JOUR 1 — Le Frémissement

 « Avant que la lumière ne se souvienne, le monde apprit à trembler. »
Tablettes de Vor’ra, fragment IX

Illustration Fabien BOSC

Avant que le monde ne se fissure, avant que les sorcières ne lèvent les yeux vers la Lune Noire, avant même que Lyanna ne sente son nom brûler sous sa peau, il y eut un frémissement. Ce frémissement n’était pas un événement : c’était une intention. Une hésitation du réel, comme si l’univers lui‑même retenait une parole trop lourde pour être prononcée.

La terre, ce jour‑là — si l’on peut encore parler de jour — semblait retenir quelque chose. Non pas un secret, mais une tension. Une attente. Les pierres, les racines, les poussières anciennes vibraient d’une manière imperceptible pour les êtres vivants, mais parfaitement claire pour ce qui sommeillait sous elles. C’était un battement, trop lent pour être humain, trop profond pour appartenir à une créature. Un battement qui n’avait pas encore trouvé son corps.

Dans les couches les plus anciennes du monde, là où les mémoires se fossilisent en silence, quelque chose remua. Une mémoire trop ancienne pour être nommée, trop vaste pour être contenue dans un mot. Elle n’avait pas de forme, pas de visage, pas de voix. Elle n’était qu’un mouvement, un souffle, une vibration qui cherchait à se rappeler elle‑même.

Le frémissement parcourut les racines, glissa sous les montagnes, effleura les eaux stagnantes des marais oubliés. Il ne cherchait pas à être entendu. Il cherchait à être reconnu. Comme si le monde avait oublié une partie de lui‑même, et que cette partie tentait de revenir, de se réinscrire dans la matière.

Le ciel, pourtant immobile, semblait peser davantage. Les nuages, figés dans une éternité sans vent, prenaient une teinte plus lourde, comme si la lumière hésitait à traverser l’air. Rien ne bougeait, et pourtant tout vibrait. Les animaux, eux, ne comprenaient pas. Ils levaient la tête, les oreilles dressées, les pupilles dilatées, cherchant une menace qui n’avait pas encore de forme.

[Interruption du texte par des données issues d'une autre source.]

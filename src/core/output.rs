//! Compact output rendering helpers for CLI surfaces.
//!
//! Keeps validation traces and analyzer reports bounded and readable.

use colored::Colorize;

/// Collapse newlines/extra whitespace and bound length for terminal display.
pub fn compact_line(input: &str, max_chars: usize) -> String {
    let collapsed = input.split_whitespace().collect::<Vec<_>>().join(" ");
    let mut chars = collapsed.chars();
    let preview: String = chars.by_ref().take(max_chars).collect();
    if chars.next().is_some() {
        format!("{}...", preview)
    } else {
        preview
    }
}

/// Render up to `max_items` messages with compact formatting.
pub fn preview_messages(messages: &[String], max_items: usize, max_chars: usize) -> String {
    if messages.is_empty() {
        return String::new();
    }
    let shown = messages
        .iter()
        .take(max_items)
        .map(|m| compact_line(m, max_chars))
        .collect::<Vec<_>>()
        .join(" | ");
    if messages.len() > max_items {
        format!("{} (+{} more)", shown, messages.len() - max_items)
    } else {
        shown
    }
}

#[derive(Clone, Copy, Debug, PartialEq, Eq)]
pub enum StepStatus {
    Pass,
    Warn,
    Fail,
    Info,
}

impl StepStatus {
    pub fn icon(&self) -> &'static str {
        match self {
            StepStatus::Pass => "✅",
            StepStatus::Warn => "⚠️",
            StepStatus::Fail => "❌",
            StepStatus::Info => "💡",
        }
    }
}

/// One colored progress line, e.g. `  ✅ [2/5] References: all resolved`.
pub fn step_line(status: StepStatus, label: &str, detail: &str) -> String {
    let label = match status {
        StepStatus::Pass => label.bright_green().bold(),
        StepStatus::Warn => label.bright_yellow().bold(),
        StepStatus::Fail => label.bright_red().bold(),
        StepStatus::Info => label.bright_cyan().bold(),
    };
    if detail.is_empty() {
        format!("  {} {}", status.icon(), label)
    } else {
        format!("  {} {}: {}", status.icon(), label, detail)
    }
}

/// Per-check trace when `ISOTONE_AUTOMATION_TRACE=1`.
pub fn trace(scope: &str, name: &str) {
    if std::env::var("ISOTONE_AUTOMATION_TRACE").ok().as_deref() == Some("1") {
        println!("{}: trace {}", scope, name);
    }
}

#[cfg(test)]
mod tests {
    use super::*;

    #[test]
    fn compact_line_truncates_and_collapses() {
        assert_eq!(compact_line("a\n  b   c", 10), "a b c");
        assert_eq!(compact_line("abcdefghij", 4), "abcd...");
    }

    #[test]
    fn preview_messages_counts_hidden_items() {
        let msgs = vec!["one".to_string(), "two".to_string(), "three".to_string()];
        assert_eq!(preview_messages(&msgs, 2, 20), "one | two (+1 more)");
        assert_eq!(preview_messages(&[], 2, 20), "");
    }

    #[test]
    fn step_line_includes_detail() {
        colored::control::set_override(false);
        let line = step_line(StepStatus::Fail, "Structure", "2 violation(s)");
        assert!(line.contains("Structure: 2 violation(s)"));
        assert!(line.contains("❌"));
    }
}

Certains fuyaient sans savoir pourquoi. D’autres restaient immobiles, paralysés par une intuition trop ancienne pour être traduite.

Dans les profondeurs, la pulsation se fit plus nette. Elle n’était pas régulière. Elle n’était pas stable. Elle ressemblait à un cœur qui tente de se rappeler comment battre. Un cœur enfoui depuis des siècles, peut‑être des millénaires, peut‑être depuis avant la naissance du temps mesurable. Chaque battement faisait vibrer la poussière, soulevait des grains de terre, réveillait des fragments de mémoire.

Le monde, alors, sembla respirer pour la première fois depuis longtemps. Une respiration lente, hésitante, presque douloureuse. Comme si la réalité elle‑même devait s’étirer, se préparer, se renforcer pour accueillir ce qui allait venir. Car rien de ce qui existait encore n’était prêt. Rien n’était assez solide, assez vaste, assez ancien pour supporter ce qui approchait.

Le frémissement devint un souffle. Un souffle devint une pression. Une pression devint une faille. Pas une faille visible, pas une fissure dans la pierre, mais une fissure dans l’ordre des choses. Une ligne invisible qui séparait ce qui avait été de ce qui allait être.

Dans cet entre‑deux, dans cet instant suspendu, quelque chose attendait. Quelque chose qui n’avait pas encore de nom, mais qui en porterait un bientôt. Quelque chose qui n’était pas encore né, mais qui existait déjà. Une intention. Une direction. Une volonté.

Le monde, sans le savoir, venait d’entrer dans son premier battement. Le premier JOUR. Le premier souffle du Chant.